James–Stein estimator

Last updated November 20, 2024 • 7 min readFrom Wikipedia, The Free Encyclopedia

The James–Stein estimator is a biased estimator of the mean, ${\boldsymbol {\theta }}$ , of (possibly) correlated Gaussian distributed random variables $Y=\{Y_{1},Y_{2},...,Y_{m}\}$ with unknown means $\{{\boldsymbol {\theta }}_{1},{\boldsymbol {\theta }}_{2},...,{\boldsymbol {\theta }}_{m}\}$ .

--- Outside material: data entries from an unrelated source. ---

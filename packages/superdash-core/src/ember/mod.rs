//! Ember+ provider stack.
//!
//! Layered bottom-up: [`ber`] (TLV primitives), [`s101`] (framing and
//! keepalive), [`glow`] (tree elements and consumer requests) and
//! [`provider`] (the TCP service holding the SuperDash tree).

pub mod ber;
pub mod glow;
pub mod provider;
pub mod s101;

pub use provider::{EmberDeviceUpdate, EmberProvider};
//! vMix HTTP polling client.
//!
//! Polls `http://ip:port/api` on a drift-free schedule and converts the XML
//! snapshot into normalised state. The XML is scanned with tolerant regexes
//! rather than a full parser: vMix's document is flat and stable, and a
//! regex scan keeps malformed fragments from taking the whole poll down.

use std::time::Duration;

use parking_lot::Mutex;
use regex::Regex;
use tokio::task::JoinHandle;
use tokio_util::sync::CancellationToken;

use crate::error::VmixError;
use crate::events::{DeviceEvent, EventSender, StateUpdate};
use crate::state::TransportState;
use crate::timecode::milliseconds_to_timecode;
use crate::timer::DriftFreeTimer;

const REQUEST_TIMEOUT: Duration = Duration::from_secs(2);
const DEFAULT_POLL_INTERVAL: Duration = Duration::from_millis(500);
/// Consecutive failures before the device is considered disconnected.
const FAILURE_THRESHOLD: u32 = 3;

/// Connection parameters for one vMix instance.
#[derive(Debug, Clone)]
pub struct VmixConfig {
    pub id: u16,
    pub ip: String,
    pub port: u16,
    pub framerate: f64,
    pub poll_interval: Duration,
}

impl VmixConfig {
    /// Creates a config with the default 500 ms poll interval.
    #[must_use]
    pub fn new(id: u16, ip: String, port: u16, framerate: f64) -> Self {
        Self {
            id,
            ip,
            port,
            framerate,
            poll_interval: DEFAULT_POLL_INTERVAL,
        }
    }

    fn api_url(&self) -> String {
        format!("http://{}:{}/api", self.ip, self.port)
    }
}

/// Handle to a running vMix poller task.
pub struct VmixClient {
    cancel: CancellationToken,
    task: Mutex<Option<JoinHandle<()>>>,
}

impl VmixClient {
    /// Spawns the poller; it runs until [`stop`] is called.
    ///
    /// [`stop`]: Self::stop
    #[must_use]
    pub fn start(config: VmixConfig, events: EventSender) -> Self {
        let cancel = CancellationToken::new();
        let task = tokio::spawn(run(config, events, cancel.clone()));
        Self {
            cancel,
            task: Mutex::new(Some(task)),
        }
    }

    /// Stops polling and waits for the task to finish.
    pub async fn stop(&self) {
        self.cancel.cancel();
        let task = self.task.lock().take();
        if let Some(task) = task {
            let _ = task.await;
        }
    }
}

async fn run(config: VmixConfig, events: EventSender, cancel: CancellationToken) {
    let client = match reqwest::Client::builder().timeout(REQUEST_TIMEOUT).build() {
        Ok(client) => client,
        Err(e) => {
            log::error!("[vMix] {}: failed to build HTTP client: {e}", config.ip);
            return;
        }
    };
    let parser = SnapshotParser::new();
    let mut timer = DriftFreeTimer::new(config.poll_interval);
    let mut poll_state = PollState::default();

    loop {
        tokio::select! {
            _ = cancel.cancelled() => break,
            _ = timer.tick() => {}
        }

        let outcome = poll_once(&client, &config, &parser).await;
        if let Err(e) = &outcome {
            log::debug!("[vMix] {}: poll failed: {e}", config.ip);
        }
        for event in poll_state.advance(outcome.ok()) {
            match &event {
                DeviceEvent::Connected => log::info!("[vMix] {}: connected", config.ip),
                DeviceEvent::Disconnected => {
                    log::warn!(
                        "[vMix] {}: disconnected after {FAILURE_THRESHOLD} failures",
                        config.ip
                    );
                }
                _ => {}
            }
            let _ = events.send((config.id, event));
        }
    }
    log::debug!("[vMix] {}: client stopped", config.ip);
}

/// Connection/emission state machine driven by poll outcomes.
///
/// Success resets the failure counter; the third consecutive failure while
/// connected produces exactly one disconnect. Transient failures below the
/// threshold re-assert the last good state so the dashboard does not
/// jitter.
#[derive(Default)]
struct PollState {
    connected: bool,
    failures: u32,
    last_good: Option<StateUpdate>,
    last_emitted: Option<StateUpdate>,
}

impl PollState {
    /// Feeds one poll outcome, returning the events to emit in order.
    fn advance(&mut self, outcome: Option<StateUpdate>) -> Vec<DeviceEvent> {
        let mut events = Vec::new();
        match outcome {
            Some(update) => {
                self.failures = 0;
                if !self.connected {
                    self.connected = true;
                    events.push(DeviceEvent::Connected);
                    // Force an emission after reconnect.
                    self.last_emitted = None;
                }
                if self.last_emitted.as_ref() != Some(&update) {
                    self.last_emitted = Some(update.clone());
                    events.push(DeviceEvent::State(update.clone()));
                }
                self.last_good = Some(update);
            }
            None => {
                self.failures = self.failures.saturating_add(1);
                if self.connected {
                    if self.failures >= FAILURE_THRESHOLD {
                        self.connected = false;
                        self.last_emitted = None;
                        events.push(DeviceEvent::Disconnected);
                    } else if let Some(update) = &self.last_good {
                        events.push(DeviceEvent::State(update.clone()));
                    }
                }
            }
        }
        events
    }
}

async fn poll_once(
    client: &reqwest::Client,
    config: &VmixConfig,
    parser: &SnapshotParser,
) -> Result<StateUpdate, VmixError> {
    let response = client.get(config.api_url()).send().await?;
    let status = response.status();
    if !status.is_success() {
        return Err(VmixError::HttpStatus(status.as_u16()));
    }
    let body = response.text().await?;
    parser.parse(&body, config.framerate)
}

// ─────────────────────────────────────────────────────────────────────────────
// XML Snapshot Parser
// ─────────────────────────────────────────────────────────────────────────────

/// Extracted fields from one `/api` snapshot.
#[derive(Debug, Default, PartialEq)]
struct Snapshot {
    recording: bool,
    streaming: bool,
    duration_ms: i64,
    active_input_title: Option<String>,
    active_input_state: Option<String>,
}

/// Regex-based extractor for the vMix API document.
struct SnapshotParser {
    recording: Regex,
    streaming: Regex,
    duration: Regex,
    input_tag: Regex,
    state_attr: Regex,
    title_attr: Regex,
}

impl SnapshotParser {
    fn new() -> Self {
        // The patterns are fixed literals; construction cannot fail.
        Self {
            recording: Regex::new(r"(?is)<recording[^>]*>\s*(true|false)\s*</recording>")
                .expect("static regex"),
            streaming: Regex::new(r"(?is)<streaming[^>]*>\s*(true|false)\s*</streaming>")
                .expect("static regex"),
            duration: Regex::new(r"(?is)<duration[^>]*>\s*(\d+)\s*</duration>")
                .expect("static regex"),
            input_tag: Regex::new(r"(?is)<input\b[^>]*>").expect("static regex"),
            state_attr: Regex::new(r#"(?i)\bstate\s*=\s*"([^"]*)""#).expect("static regex"),
            title_attr: Regex::new(r#"(?i)\btitle\s*=\s*"([^"]*)""#).expect("static regex"),
        }
    }

    fn parse(&self, body: &str, framerate: f64) -> Result<StateUpdate, VmixError> {
        Ok(normalize(self.extract(body)?, framerate))
    }

    fn extract(&self, body: &str) -> Result<Snapshot, VmixError> {
        if body.trim().is_empty() {
            return Err(VmixError::EmptyBody);
        }
        if !body.to_ascii_lowercase().contains("<vmix") {
            return Err(VmixError::NotVmix);
        }

        let mut snapshot = Snapshot::default();
        if let Some(m) = self.recording.captures(body) {
            snapshot.recording = m[1].eq_ignore_ascii_case("true");
        }
        if let Some(m) = self.streaming.captures(body) {
            snapshot.streaming = m[1].eq_ignore_ascii_case("true");
        }
        if let Some(m) = self.duration.captures(body) {
            snapshot.duration_ms = m[1].parse().unwrap_or(0);
        }

        log::trace!(
            "[vMix] snapshot: recording={}, streaming={}, duration={}ms",
            snapshot.recording,
            snapshot.streaming,
            snapshot.duration_ms
        );

        // First input that is Running or Paused wins.
        for tag in self.input_tag.find_iter(body) {
            let tag = tag.as_str();
            let Some(state) = self.state_attr.captures(tag).map(|c| c[1].to_string()) else {
                continue;
            };
            if state.eq_ignore_ascii_case("running") || state.eq_ignore_ascii_case("paused") {
                snapshot.active_input_title =
                    self.title_attr.captures(tag).map(|c| c[1].to_string());
                snapshot.active_input_state = Some(state);
                break;
            }
        }

        Ok(snapshot)
    }
}

/// Applies the normalisation priority: recording beats a running input,
/// which beats a paused input, which beats idle.
fn normalize(snapshot: Snapshot, framerate: f64) -> StateUpdate {
    let title = snapshot.active_input_title.clone().unwrap_or_default();
    let input_state = snapshot.active_input_state.as_deref().unwrap_or("");

    let (state, filename) = if snapshot.recording {
        let filename = if title.is_empty() {
            "Recording".to_string()
        } else {
            title
        };
        (TransportState::Rec, filename)
    } else if input_state.eq_ignore_ascii_case("running") {
        (TransportState::Play, title)
    } else if input_state.eq_ignore_ascii_case("paused") {
        (TransportState::Stop, title)
    } else {
        (TransportState::Stop, String::new())
    };

    StateUpdate {
        state,
        timecode: milliseconds_to_timecode(snapshot.duration_ms, framerate),
        filename,
    }
}

#[cfg(test)]
mod tests {
    use super::*;

    fn parse(body: &str, framerate: f64) -> Result<StateUpdate, VmixError> {
        SnapshotParser::new().parse(body, framerate)
    }

    #[test]
    fn recording_with_running_input() {
        let body = r#"<vmix><recording>True</recording><streaming>False</streaming><duration>60000</duration><inputs><input title="News" state="Running"/></inputs></vmix>"#;
        let update = parse(body, 50.0).unwrap();
        assert_eq!(
            update,
            StateUpdate {
                state: TransportState::Rec,
                timecode: "00:01:00:00".to_string(),
                filename: "News".to_string(),
            }
        );
    }

    #[test]
    fn recording_without_running_input_uses_placeholder() {
        let body = r"<vmix><recording>true</recording><duration>0</duration></vmix>";
        let update = parse(body, 25.0).unwrap();
        assert_eq!(update.state, TransportState::Rec);
        assert_eq!(update.filename, "Recording");
    }

    #[test]
    fn running_input_without_recording_plays() {
        let body = r#"<vmix><recording>false</recording><duration>2000</duration><inputs><input title="Promo" state="Running"/></inputs></vmix>"#;
        let update = parse(body, 25.0).unwrap();
        assert_eq!(update.state, TransportState::Play);
        assert_eq!(update.filename, "Promo");
        assert_eq!(update.timecode, "00:00:02:00");
    }

    #[test]
    fn paused_input_stops_with_title() {
        let body = r#"<vmix><inputs><input title="Held" state="Paused"/></inputs></vmix>"#;
        let update = parse(body, 25.0).unwrap();
        assert_eq!(update.state, TransportState::Stop);
        assert_eq!(update.filename, "Held");
    }

    #[test]
    fn idle_snapshot_stops_with_empty_filename() {
        let body = r#"<vmix><inputs><input title="Bench" state="Completed"/></inputs></vmix>"#;
        let update = parse(body, 25.0).unwrap();
        assert_eq!(update.state, TransportState::Stop);
        assert_eq!(update.filename, "");
    }

    #[test]
    fn first_active_input_wins() {
        let body = r#"<vmix><inputs>
            <input title="Idle" state="Completed"/>
            <input title="First" state="Running"/>
            <input title="Second" state="Running"/>
        </inputs></vmix>"#;
        let update = parse(body, 25.0).unwrap();
        assert_eq!(update.filename, "First");
    }

    #[test]
    fn attribute_order_does_not_matter() {
        let body = r#"<vmix><inputs><input state="Running" key="abc" title="Swapped"/></inputs></vmix>"#;
        let update = parse(body, 25.0).unwrap();
        assert_eq!(update.filename, "Swapped");
        assert_eq!(update.state, TransportState::Play);
    }

    #[test]
    fn empty_body_is_an_error() {
        assert!(matches!(parse("", 25.0), Err(VmixError::EmptyBody)));
        assert!(matches!(parse("   ", 25.0), Err(VmixError::EmptyBody)));
    }

    #[test]
    fn non_vmix_body_is_an_error() {
        assert!(matches!(
            parse("<html>not the api</html>", 25.0),
            Err(VmixError::NotVmix)
        ));
    }

    #[test]
    fn boolean_case_is_insensitive() {
        let body = r"<vmix><recording>TRUE</recording></vmix>";
        assert_eq!(parse(body, 25.0).unwrap().state, TransportState::Rec);
    }

    fn update(filename: &str) -> StateUpdate {
        StateUpdate {
            state: TransportState::Play,
            timecode: "00:00:01:00".to_string(),
            filename: filename.to_string(),
        }
    }

    #[test]
    fn disconnect_fires_on_exactly_the_third_failure() {
        let mut poll = PollState::default();
        assert!(matches!(
            poll.advance(Some(update("a")))[..],
            [DeviceEvent::Connected, DeviceEvent::State(_)]
        ));

        // Failures one and two re-assert the last good state.
        assert!(matches!(poll.advance(None)[..], [DeviceEvent::State(_)]));
        assert!(matches!(poll.advance(None)[..], [DeviceEvent::State(_)]));
        // The third produces exactly one disconnect.
        assert!(matches!(poll.advance(None)[..], [DeviceEvent::Disconnected]));
        // Further failures stay silent.
        assert!(poll.advance(None).is_empty());
        assert!(poll.advance(None).is_empty());
    }

    #[test]
    fn success_resets_the_failure_counter() {
        let mut poll = PollState::default();
        poll.advance(Some(update("a")));
        poll.advance(None);
        poll.advance(None);
        // Recovery resets the counter; two fresh failures stay transient.
        poll.advance(Some(update("a")));
        assert!(matches!(poll.advance(None)[..], [DeviceEvent::State(_)]));
        assert!(matches!(poll.advance(None)[..], [DeviceEvent::State(_)]));
    }

    #[test]
    fn reconnect_re_emits_current_state() {
        let mut poll = PollState::default();
        poll.advance(Some(update("a")));
        for _ in 0..3 {
            poll.advance(None);
        }
        // Same payload as before the outage still emits after reconnect.
        let events = poll.advance(Some(update("a")));
        assert!(matches!(
            events[..],
            [DeviceEvent::Connected, DeviceEvent::State(_)]
        ));
    }

    #[test]
    fn unchanged_snapshot_does_not_re_emit() {
        let mut poll = PollState::default();
        poll.advance(Some(update("a")));
        assert!(poll.advance(Some(update("a"))).is_empty());
        assert!(matches!(
            poll.advance(Some(update("b")))[..],
            [DeviceEvent::State(_)]
        ));
    }

    #[test]
    fn failures_before_first_connect_stay_silent() {
        let mut poll = PollState::default();
        for _ in 0..5 {
            assert!(poll.advance(None).is_empty());
        }
    }
}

It arose sequentially in two main published papers. The earlier version of the estimator was developed in 1956,^[1] when Charles Stein reached a relatively shocking conclusion that while the then-usual estimate of the mean, the sample mean, is admissible when $m\leq 2$ , it is inadmissible when $m\geq 3$ . Stein proposed a possible improvement to the estimator that shrinks the sample means ${{\boldsymbol {\theta }}_{i}}$ towards a more central mean vector ${\boldsymbol {\nu }}$ (which can be chosen a priori or commonly as the "average of averages" of the sample means, given all samples share the same size). This observation is commonly referred to as Stein's example or paradox. In 1961, Willard James and Charles Stein simplified the original process.^[2]

It can be shown that the James–Stein estimator dominates the "ordinary" least squares approach, meaning the James–Stein estimator has a lower or equal mean squared error than the "ordinary" least square estimator.

Similar to the Hodges' estimator, the James-Stein estimator is superefficient and non-regular at $\theta =0$ .^[3]

Setting

Let ${\mathbf {Y} }\sim N_{m}({\boldsymbol {\theta }},\sigma ^{2}I),\,$ where the vector ${\boldsymbol {\theta }}$ is the unknown mean of ${\mathbf {Y} }$ , which is $m$ -variate normally distributed and with known covariance matrix $\sigma ^{2}I$ .

We are interested in obtaining an estimate, ${\widehat {\boldsymbol {\theta }}}$ , of ${\boldsymbol {\theta }}$ , based on a single observation, ${\mathbf {y} }$ , of ${\mathbf {Y} }$ .

In real-world application, this is a common situation in which a set of parameters is sampled, and the samples are corrupted by independent Gaussian noise. Since this noise has mean of zero, it may be reasonable to use the samples themselves as an estimate of the parameters. This approach is the least squares estimator, which is ${\widehat {\boldsymbol {\theta }}}_{LS}={\mathbf {y} }$ .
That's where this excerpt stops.